Eastern Cape Schools Continue To Face Infrastructure Challenges

Poorly built eastern cape school

Schools in the Eastern Cape have been facing challenges with basic infrastructure for many years leaving learners to be taught in unsafe environments and affecting their quality of education. 

In the African National Congress' (ANC) annual January 8th statement, President Cyril Ramaphosa highlighted the need for improved school infrastructure to meet acceptable standards. He also said that a need exists to up-skill teachers, especially those in rural areas and townships. 

Many schools around the country have been operating in poorly built structures and teachers and students have had to make use of pit toilets. 

Eastern Cape schools are dealing with majority of the countries basic infrastructure problems, with the province having the highest number of pit toilets. 

The province has around 5400 schools, of which 2500 schools have ventilated pit litrines, around 2000 have pit litrines and 1598 have unsafe or inappropriate pit toilets. In addition to this 37 schools in the province have no toilets. 

SABC News spoke to Democratic Alliance's (DA) shadow educatiom minister in the Eastern Cape, Yusuf Cassim who said that the situation in the province was very concerning. 

Around 45% of the province's entire budget is allocated to education.

Cassim says the amount spent on infrastructure has been mismanaged and under-expenditure has occurred in previous years and since the Covid-19 pandemic has begun over half a billion rand has been spent on personal protective equipment (PPE). 

This further contributed to the infrastructure backlogs in the province. 

Cassim says that they estimate that it will take at least 32 years to eliminate unsafe sanitation as no concrete plan exists right now to eradicate this issue. 

"Our children, their lives continue to be placed at risk in this fashion," said Cassim. 

Infrastructure projects had been targeted and budgeted for by the Sanitation Appropriate For Education (SAFE) Initiative which was launched by President Cyril Ramaphosa. However mismanagement of the budget and the projects have caused delays in improvements being made to infrastructure at schools. 

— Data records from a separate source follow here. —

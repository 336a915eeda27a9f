//! Content negotiation: pick a `Response` variant by `content-type`.

use log::debug;

use crate::http::HttpResponse;
use crate::payload::JSON_CONTENT_TYPE;
use crate::response::{JsonResponse, PlainResponse, Response};

/// Wraps raw responses of the content types it claims.
pub trait ResponseHandler: Send + Sync {
    fn handles(&self, content_type: &str) -> bool;

    fn create(&self, http_response: HttpResponse) -> Response;
}

/// Exactly `application/json`, no parameters.
#[derive(Debug, Clone, Copy, Default)]
pub struct JsonResponseHandler;

impl ResponseHandler for JsonResponseHandler {
    fn handles(&self, content_type: &str) -> bool {
        content_type == JSON_CONTENT_TYPE
    }

    fn create(&self, http_response: HttpResponse) -> Response {
        Response::Json(JsonResponse::new(http_response))
    }
}

/// Ordered handler registry. The first handler that claims the content type
/// wins; unclaimed responses become `Response::Plain`.
pub struct ResponseFactory {
    handlers: Vec<Box<dyn ResponseHandler>>,
}

impl ResponseFactory {
    pub fn empty() -> Self {
        Self {
            handlers: Vec::new(),
        }
    }

    pub fn with_handler(mut self, handler: impl ResponseHandler + 'static) -> Self {
        self.handlers.push(Box::new(handler));
        self
    }

    pub fn create(&self, http_response: HttpResponse) -> Response {
        let content_type = http_response.content_type();

        match self.handlers.iter().find(|handler| handler.handles(&content_type)) {
            Some(handler) => {
                let response = handler.create(http_response);
                debug!("classified {content_type:?} response as {}", response.kind());
                response
            }
            None => Response::Plain(PlainResponse::new(http_response)),
        }
    }
}

impl Default for ResponseFactory {
    fn default() -> Self {
        Self::empty().with_handler(JsonResponseHandler)
    }
}

impl std::fmt::Debug for ResponseFactory {
    fn fmt(&self, f: &mut std::fmt::Formatter<'_>) -> std::fmt::Result {
        f.debug_struct("ResponseFactory")
            .field("handlers", &self.handlers.len())
            .finish()
    }
}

Cassim says that some schools still have asbestos roofing which is an inappropriate building material according to Norms and Standards. Over 400 mud schools also exist within the province. These conditions are putting the health and safety of all learners and educators at risk and affecting the quality of education that learners receive. 

Cassim says that the DA has laid complaints with the Human Rights Commission and they have written to the Premier to take hold of the situation. 

"Unless we are able to have a change within the governance of the department itself, we are not going to see any change within the management of these programmes."- DA Shadow Education Minister, Yusuf Cassim.